Figure 4. Identification of molecular markers for POA sleep neurons.

a, Schematics of TRAP (upper) and single-cell RNA-seq (lower) for gene profiling. Mouse brain figure adapted with permission from ref. 31. b, Overlap between HA labeling of GABA^POA→TMN neurons and CCK expression. Shown is a coronal section at the POA stained with HA antibody (red) and Hoechst (blue). Region within the square is magnified (inset; scale bar, 50 μm). Arrowheads, HA-labeled neurons stained with CCK antibody; 49.1±7.5% of HA+ neurons are CCK+ (n=3 mice). c, Schematic of optogenetic activation of POA CCK neurons (top) and a fluorescence image of POA in a CCK-Cre mouse injected with AAV-DIO-ChR2-eYFP. d, Percentage of time in wake, NREM, or REM state before, during, and after optogenetic stimulation (blue shading, 10 Hz, 120 s) of CCK neurons (P=0.0007 for REM, P<0.0001 for NREM and wake, bootstrap; n=4 mice). e, Overlap between HA labeling and CRH expression. 17.1±1.9% of HA-labeled neurons are CRH+ (arrowheads; n=3 mice). f, A fluorescence image of POA in a CRH-Cre mouse injected with AAV-DIO-ChR2-eYFP. g, Percentage of time in wake, NREM, or REM state, averaged from 5 CRH-Cre mice (P=0.0014 for NREM, P<0.0001 for REM and wake). h, Overlap between eYFP labeling of GABA^POA→TMN neurons and TAC1 expression.

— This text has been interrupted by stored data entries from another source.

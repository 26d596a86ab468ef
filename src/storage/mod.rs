pub mod engine;
pub mod matcher;
pub mod memory;
pub mod mongo;

pub use engine::{DatabaseInfo, DocumentCursor, DocumentStore, FindSpec, UpdateOutcome};
pub use memory::MemoryStore;
pub use mongo::MongoStore;
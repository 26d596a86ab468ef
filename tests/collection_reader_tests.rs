/// Collection reader tests
///
/// Paged reads, counts and condition normalization against the in-memory store
/// Run with: cargo test --test collection_reader_tests

mod support;

use mongo_adapter::bson::{Bson, doc, oid::ObjectId};
use mongo_adapter::{Connection, MemoryStore, ReadRequest, ReadResult, SortDirection, read_collection};
use std::sync::Arc;
use support::seed_numbers;

async fn numbers_connection(count: i32) -> (Connection, MemoryStore) {
    let store = MemoryStore::new();
    seed_numbers(&store, "numbers", count).await;
    (Connection::from_store(Arc::new(store.clone())), store)
}

fn numbers(result: &ReadResult) -> Vec<i32> {
    result
        .rows()
        .expect("rows result")
        .iter()
        .map(|row| row.get_i32("n").unwrap())
        .collect()
}

#[tokio::test]
async fn test_skip_and_limit_window() {
    let (conn, _) = numbers_connection(10).await;

    let request = ReadRequest::new("numbers")
        .sort_by("n", SortDirection::Ascending)
        .skip(2)
        .limit(3);
    let result = read_collection(&conn, &request).await;

    assert_eq!(numbers(&result), vec![2, 3, 4]);
}

#[tokio::test]
async fn test_descending_sort() {
    let (conn, _) = numbers_connection(5).await;

    let request = ReadRequest::new("numbers")
        .sort_by("n", SortDirection::Descending)
        .limit(2);
    let result = read_collection(&conn, &request).await;

    assert_eq!(numbers(&result), vec![4, 3]);
}

#[tokio::test]
async fn test_zero_limit_returns_everything() {
    let (conn, _) = numbers_connection(7).await;

    let result = read_collection(&conn, &ReadRequest::new("numbers").limit(0)).await;
    assert_eq!(result.rows().unwrap().len(), 7);
}

#[tokio::test]
async fn test_count_ignores_paging() {
    let (conn, _) = numbers_connection(10).await;

    let request = ReadRequest::new("numbers")
        .condition(doc! { "n": { "$gte": 4 } })
        .skip(1)
        .limit(2)
        .count_only();
    let result = read_collection(&conn, &request).await;

    assert_eq!(result, ReadResult::Count { count: 6 });
    assert!(result.rows().is_none());
}

#[tokio::test]
async fn test_missing_collection_reads_empty() {
    let conn = Connection::in_memory();

    let rows = read_collection(&conn, &ReadRequest::new("nothing")).await;
    assert_eq!(rows, ReadResult::Rows { rows: vec![] });

    let count = read_collection(&conn, &ReadRequest::new("nothing").count_only()).await;
    assert_eq!(count, ReadResult::Count { count: 0 });
}

#[tokio::test]
async fn test_hex_identifier_condition_matches_object_id() {
    let conn = Connection::in_memory();
    let oid = ObjectId::new();
    let other = ObjectId::new();
    let change_set = mongo_adapter::ChangeSet::new()
        .insert(mongo_adapter::InsertOp::new("people").document(doc! { "_id": oid, "name": "Ada" }))
        .insert(mongo_adapter::InsertOp::new("people").document(doc! { "_id": other, "name": "Alan" }));
    assert!(!mongo_adapter::apply_changeset(&conn, &change_set).await.is_error());

    let request = ReadRequest::new("people").condition(doc! { "_id": oid.to_hex() });
    let result = read_collection(&conn, &request).await;

    let rows = result.rows().unwrap();
    assert_eq!(rows.len(), 1);
    assert_eq!(rows[0].get("_id"), Some(&Bson::ObjectId(oid)));
}

#[tokio::test]
async fn test_compound_condition_is_not_rewritten() {
    let conn = Connection::in_memory();
    let oid = ObjectId::new();
    let change_set = mongo_adapter::ChangeSet::new()
        .insert(mongo_adapter::InsertOp::new("people").document(doc! { "_id": oid, "name": "Ada" }));
    mongo_adapter::apply_changeset(&conn, &change_set).await;

    // Hex string stays a string when other keys are present
    let request = ReadRequest::new("people").condition(doc! { "_id": oid.to_hex(), "name": "Ada" });
    let result = read_collection(&conn, &request).await;
    assert_eq!(result.rows().unwrap().len(), 0);
}

#[tokio::test]
async fn test_unsupported_operator_reported_as_error_message() {
    let (conn, _) = numbers_connection(3).await;

    let request = ReadRequest::new("numbers").condition(doc! { "n": { "$regex": "^1" } });
    let result = read_collection(&conn, &request).await;

    assert!(result.is_error());
    // Bare store message, no kind prefix
    assert_eq!(result.error_message(), Some("unknown operator: $regex"));
}

#[tokio::test]
async fn test_request_from_json() {
    let (conn, _) = numbers_connection(10).await;

    let request: ReadRequest = serde_json::from_str(
        r#"{
            "pureName": "numbers",
            "condition": { "n": { "$lt": 5 } },
            "sort": [["n", -1]],
            "skip": 1,
            "limit": 2
        }"#,
    )
    .unwrap();
    let result = read_collection(&conn, &request).await;

    assert_eq!(numbers(&result), vec![3, 2]);
    assert_eq!(
        serde_json::to_value(&result).unwrap()["rows"][0]["n"],
        serde_json::json!(3)
    );
}

#[test]
fn test_read_outside_async_test() {
    tokio_test::block_on(async {
        let (conn, store) = numbers_connection(4).await;
        let result = read_collection(&conn, &ReadRequest::new("numbers").count_only()).await;
        assert_eq!(result.count(), Some(4));
        assert_eq!(store.documents("numbers").await.len(), 4);
    });
}
use crate::core::{Condition, ID_FIELD};
use lazy_static::lazy_static;
use mongodb::bson::{Bson, oid::ObjectId};
use regex::Regex;

lazy_static! {
    /// Lowercase hex form of an ObjectId
    static ref OBJECT_ID_HEX: Regex = Regex::new(r"^[0-9a-f]{24}$").unwrap();
}

/// Rewrite an identifier lookup into the store's native `ObjectId`
///
/// Only a condition made of exactly the `_id` field with a 24-character
/// lowercase hex string value is touched. Everything else, including uppercase
/// hex and `_id` alongside other fields, is returned unchanged for the store
/// to interpret.
pub fn normalize(condition: Condition) -> Condition {
    if condition.len() != 1 {
        return condition;
    }

    let object_id = match condition.get(ID_FIELD) {
        Some(Bson::String(hex)) if OBJECT_ID_HEX.is_match(hex) => ObjectId::parse_str(hex).ok(),
        _ => None,
    };

    match object_id {
        Some(oid) => {
            let mut filter = Condition::new();
            filter.insert(ID_FIELD, oid);
            filter
        }
        None => condition,
    }
}

/// Normalize an optional condition, treating absence as match-all
pub fn normalize_or_all(condition: Option<&Condition>) -> Condition {
    condition.cloned().map(normalize).unwrap_or_default()
}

Arrowheads, eYFP+ neurons expressing TAC1 (fluorescence in situ hybridization, n=2 mice). i, A fluorescence image of POA in a TAC1-Cre mouse injected with AAV-DIO-ChR2-eYFP. j, Percentage of time in wake, NREM, or REM state, averaged from 7 TAC1-Cre mice (P<0.0001 for NREM and wake). Shading, 95% CI.